You're building an application using GPT-4, Claude, or Llama. The LLM works in the playground but breaks in production because:

  • Outputs are too short or too verbose
  • JSON responses are malformed
  • The model ignores your formatting instructions
  • Structured output fails to parse

This is not a model problem. This is a prompt engineering problem.


Issue #1: Output Too Short

Symptom

Your Prompt:

Explain how Docker works.

Model Output:

Docker is containerization technology.

Expected: A detailed explanation with examples.

Root Cause

  1. Ambiguous instruction - "Explain" can mean 1 sentence or 10 paragraphs
  2. No length constraint - Model defaults to concise responses
  3. Missing context - Model doesn't know your audience level

Wrong Approach

Explain how Docker works in detail.

Problem: "In detail" is still vague.

Correct Approach

Technique 1: Specify Exact Length

Explain how Docker works. Your response must be at least 300 words and include:
1. What Docker is
2. How containers differ from VMs
3. Basic Docker commands
4. A simple use case example

Write in a tutorial style for beginners.

Technique 2: Use Word/Paragraph Count

Write a 3-paragraph explanation of Docker:
- Paragraph 1: Definition and core concept
- Paragraph 2: Technical architecture (images, containers, daemon)
- Paragraph 3: Practical example with commands

Technique 3: Chain of Thought

Explain Docker step-by-step:
1. First, define what a container is
2. Then explain how Docker manages containers
3. Compare Docker to virtual machines
4. Finally, show a simple docker run example

Think through each step carefully before writing.

Why This Works

  • Explicit constraints give the model clear targets
  • Structured outline forces comprehensive coverage
  • Audience specification calibrates detail level

Issue #2: Output Too Verbose

Symptom

Your Prompt:

Extract the email address from this text: "Contact John at john.doe@example.com"

Model Output:

Certainly! I'd be happy to help you extract the email address from the provided text. 

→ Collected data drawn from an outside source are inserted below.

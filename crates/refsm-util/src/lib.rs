// typed u32 index into a Vec, so ids of different tables can't be mixed up.
// extra attributes (derives, serde options) are forwarded onto the newtype
#[macro_export]
macro_rules! make_type_idx {
    ($(#[$meta:meta])* $vis:vis $type_idx_name:ident, $type_name:ty) => {
        #[derive(Debug, Clone, Copy, PartialEq, Eq, PartialOrd, Ord, Hash)]
        $(#[$meta])*
        $vis struct $type_idx_name(u32);

        impl $type_idx_name {
            pub fn new(index: usize) -> $type_idx_name {
                $type_idx_name(index as u32)
            }

            pub fn index(self) -> usize {
                self.0 as usize
            }

            pub fn from_push(vec: &mut Vec<$type_name>, val: $type_name) -> $type_idx_name {
                let idx = $type_idx_name(vec.len() as u32);
                vec.push(val);
                idx
            }
        }

        impl std::fmt::Display for $type_idx_name {
            fn fmt(&self, f: &mut std::fmt::Formatter<'_>) -> std::fmt::Result {
                write!(f, "{}", self.0)
            }
        }

        impl std::ops::Index<$type_idx_name> for [$type_name] {
            type Output = $type_name;

            fn index(&self, index: $type_idx_name) -> &Self::Output {
                &self[index.0 as usize]
            }
        }

        impl std::ops::IndexMut<$type_idx_name> for [$type_name] {
            fn index_mut(&mut self, index: $type_idx_name) -> &mut Self::Output {
                &mut self[index.0 as usize]
            }
        }

        impl std::ops::Index<$type_idx_name> for Vec<$type_name> {
            type Output = $type_name;

            fn index(&self, index: $type_idx_name) -> &Self::Output {
                &self.as_slice()[index]
            }
        }

        impl std::ops::IndexMut<$type_idx_name> for Vec<$type_name> {
            fn index_mut(&mut self, index: $type_idx_name) -> &mut Self::Output {
                &mut self.as_mut_slice()[index]
            }
        }
    };
}

#[cfg(test)]
mod tests {
    #[derive(Debug, PartialEq)]
    struct Node(char);

    make_type_idx!(NodeIdx, Node);

    #[test]
    fn push_and_index() {
        let mut nodes = Vec::new();
        let a = NodeIdx::from_push(&mut nodes, Node('a'));
        let b = NodeIdx::from_push(&mut nodes, Node('b'));

        assert_eq!(a.index(), 0);
        assert_eq!(b, NodeIdx::new(1));
        assert_eq!(nodes[b], Node('b'));

        nodes[a] = Node('c');
        assert_eq!(nodes[a], Node('c'));
        assert_eq!(format!("{}", b), "1");
    }
}
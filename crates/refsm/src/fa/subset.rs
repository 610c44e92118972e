use std::collections::{BTreeMap, BTreeSet, HashMap, VecDeque};

use bit_set::BitSet;
use log::{debug, trace};

use super::{set_label, Dfa, FiniteAutomaton, Nfa, State, StateId};

pub(crate) const TRAP_LABEL: &str = "∅";

struct SubsetBuilder<'a> {
    nfa: &'a Nfa,
    states: Vec<State>,
    transitions: Vec<BTreeMap<char, StateId>>,
    accepting: BTreeSet<StateId>,
    // configuration -> id
    subsets: HashMap<BitSet, StateId>,
    work_queue: VecDeque<(BitSet, StateId)>,
}

impl SubsetBuilder<'_> {
    // returns the id of `configuration`, creating and enqueueing it if new
    fn intern(&mut self, configuration: BitSet) -> StateId {
        if let Some(&id) = self.subsets.get(&configuration) {
            return id;
        }

        let label = if configuration.is_empty() {
            TRAP_LABEL.to_string()
        } else {
            set_label(configuration.iter().map(|i| self.nfa.states[i].label.as_str()))
        };
        let id = StateId::new(self.states.len());
        self.states.push(State { id, label });
        self.transitions.push(BTreeMap::new());
        if configuration.iter().any(|i| self.nfa.is_accepting(StateId::new(i))) {
            self.accepting.insert(id);
        }
        trace!("new dfa state {} = {}", id, self.states[id].label);

        self.subsets.insert(configuration.clone(), id);
        self.work_queue.push_back((configuration, id));
        id
    }
}

impl Dfa {
    /// Subset construction. Each DFA state stands for an epsilon-closed set
    /// of NFA states; states are numbered in breadth-first discovery order.
    ///
    /// With `include_dead_state`, a missing successor becomes an explicit,
    /// non-accepting trap state labeled `∅` instead of an absent edge.
    pub fn from_nfa(nfa: &Nfa, include_dead_state: bool) -> Dfa {
        let mut builder = SubsetBuilder {
            nfa,
            states: Vec::new(),
            transitions: Vec::new(),
            accepting: BTreeSet::new(),
            subsets: HashMap::new(),
            work_queue: VecDeque::new(),
        };

        let start = builder.intern(nfa.start_closure());

        while let Some((q, from)) = builder.work_queue.pop_front() {
            for &c in nfa.alphabet() {
                let t = nfa.step(&q, c);
                if t.is_empty() && !include_dead_state {
                    continue;
                }

                let to = builder.intern(t);
                builder.transitions[from.index()].insert(c, to);
            }
        }

        debug!(
            "subset construction: {} nfa states -> {} dfa states{}",
            nfa.states.len(),
            builder.states.len(),
            if include_dead_state { " (with trap)" } else { "" }
        );

        Dfa {
            states: builder.states,
            alphabet: nfa.alphabet.clone(),
            transitions: builder.transitions,
            start,
            accepting: builder.accepting,
        }
    }
}

#[cfg(test)]
mod tests {
    use super::*;
    use crate::regex::Regex;

    fn parse(text: &str) -> Regex {
        text.parse().expect("failed to parse regex")
    }

    fn labels(dfa: &Dfa) -> Vec<&str> {
        dfa.states().iter().map(|s| s.label.as_str()).collect()
    }

    #[test]
    fn glushkov_subsets() {
        let dfa = Dfa::from_nfa(&Nfa::from_glushkov(&parse("(a|b)*abb")), false);

        assert_eq!(
            labels(&dfa),
            vec!["{q0}", "{a[1], a[3]}", "{b[2]}", "{b[2], b[4]}", "{b[2], b[5]}"]
        );
        assert_eq!(dfa.start(), StateId::new(0));
        assert_eq!(dfa.accepting(), &BTreeSet::from([StateId::new(4)]));
        assert!(dfa.is_complete());
        assert!(dfa.accepts("babbaabb"));
        assert!(!dfa.accepts("babbaabbb"));
    }

    #[test]
    fn intermediate_states_are_collapsed() {
        let nfa = Nfa::from_thompson(&parse("a|b"));
        let dfa = Dfa::from_nfa(&nfa, false);

        // the choice start and both fragment ends only have epsilon edges and
        // never become members: {2, 4} reaches {1} on either letter
        assert_eq!(dfa.states().len(), 2);
        assert_eq!(dfa.state(dfa.start()).label, "{2, 4}");
        assert!(!dfa.state(dfa.start()).label.contains(&nfa.state(nfa.start()).label));
        assert!(dfa.accepts("a"));
        assert!(dfa.accepts("b"));
        assert!(!dfa.accepts(""));
    }

    #[test]
    fn missing_edges_without_trap() {
        let dfa = Dfa::from_nfa(&Nfa::from_glushkov(&parse("ab")), false);

        assert_eq!(labels(&dfa), vec!["{q0}", "{a[1]}", "{b[2]}"]);
        assert!(!dfa.is_complete());
        assert_eq!(dfa.next(StateId::new(0), 'b'), None);
    }

    #[test]
    fn trap_is_materialized_once() {
        let dfa = Dfa::from_nfa(&Nfa::from_glushkov(&parse("ab")), true);

        assert_eq!(labels(&dfa), vec!["{q0}", "{a[1]}", "∅", "{b[2]}"]);
        let trap = StateId::new(2);
        assert!(!dfa.is_accepting(trap));
        assert_eq!(dfa.next(trap, 'a'), Some(trap));
        assert_eq!(dfa.next(trap, 'b'), Some(trap));
        assert!(dfa.is_complete());
    }

    #[test]
    fn nullable_start_is_accepting() {
        let dfa = Dfa::from_nfa(&Nfa::from_thompson(&parse("a*")), false);

        assert!(dfa.is_accepting(dfa.start()));
        assert!(dfa.accepts(""));
        assert!(dfa.accepts("aaaa"));
    }
}
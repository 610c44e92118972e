use std::collections::{BTreeMap, BTreeSet, HashMap};

use log::{debug, trace};

use super::{Nfa, State, StateId, Symbol};
use crate::regex::{Letter, Regex};

impl Nfa {
    /// Glushkov's position automaton: one state per letter occurrence plus a
    /// start state, and no epsilon edges.
    pub fn from_glushkov(re: &Regex) -> Nfa {
        let linear = re.linearized();

        let mut states = vec![State {
            id: StateId::new(0),
            label: "q0".to_string(),
        }];
        let mut position_states: HashMap<Letter, StateId> = HashMap::new();
        for letter in linear.letters() {
            let id = StateId::new(states.len());
            position_states.insert(letter, id);
            states.push(State {
                id,
                label: letter.to_string(),
            });
        }

        let start = StateId::new(0);
        let mut transitions: Vec<BTreeMap<Symbol, BTreeSet<StateId>>> = vec![BTreeMap::new(); states.len()];
        let mut add = |from: StateId, letter: &Letter| {
            let to = position_states[letter];
            trace!("glushkov edge {} --{}--> {}", from, letter.symbol, to);
            transitions[from.index()]
                .entry(Symbol::Char(letter.symbol))
                .or_default()
                .insert(to);
        };

        for prefix in &linear.prefixes() {
            add(start, prefix);
        }
        for (from, to) in &linear.pairs() {
            add(position_states[from], to);
        }

        let mut accepting: BTreeSet<StateId> = linear
            .suffixes()
            .iter()
            .map(|letter| position_states[letter])
            .collect();
        if linear.nullable() {
            accepting.insert(start);
        }

        debug!(
            "glushkov nfa for {}: {} states, {} accepting",
            linear,
            states.len(),
            accepting.len()
        );

        Nfa {
            states,
            alphabet: re.alphabet(),
            transitions,
            start,
            accepting,
        }
    }
}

The email address found in the text "Contact John at john.doe@example.com" is:

john.doe@example.com

This email appears to belong to someone named John Doe, based on the context provided. Email addresses typically follow the format of username@domain.extension...

[continues for 3 more paragraphs]

Expected: Just john.doe@example.com

Root Cause

  1. Conversational training - Models are trained to be helpful and verbose
  2. No output constraint - Model assumes you want explanation
  3. Politeness bias - Models add pleasantries by default

Wrong Approach

Just give me the email, don't explain.

Problem: Still allows preamble and politeness.

Correct Approach

Technique 1: Direct Output Format

Extract email from text. Output ONLY the email address, nothing else.

Text: "Contact John at john.doe@example.com"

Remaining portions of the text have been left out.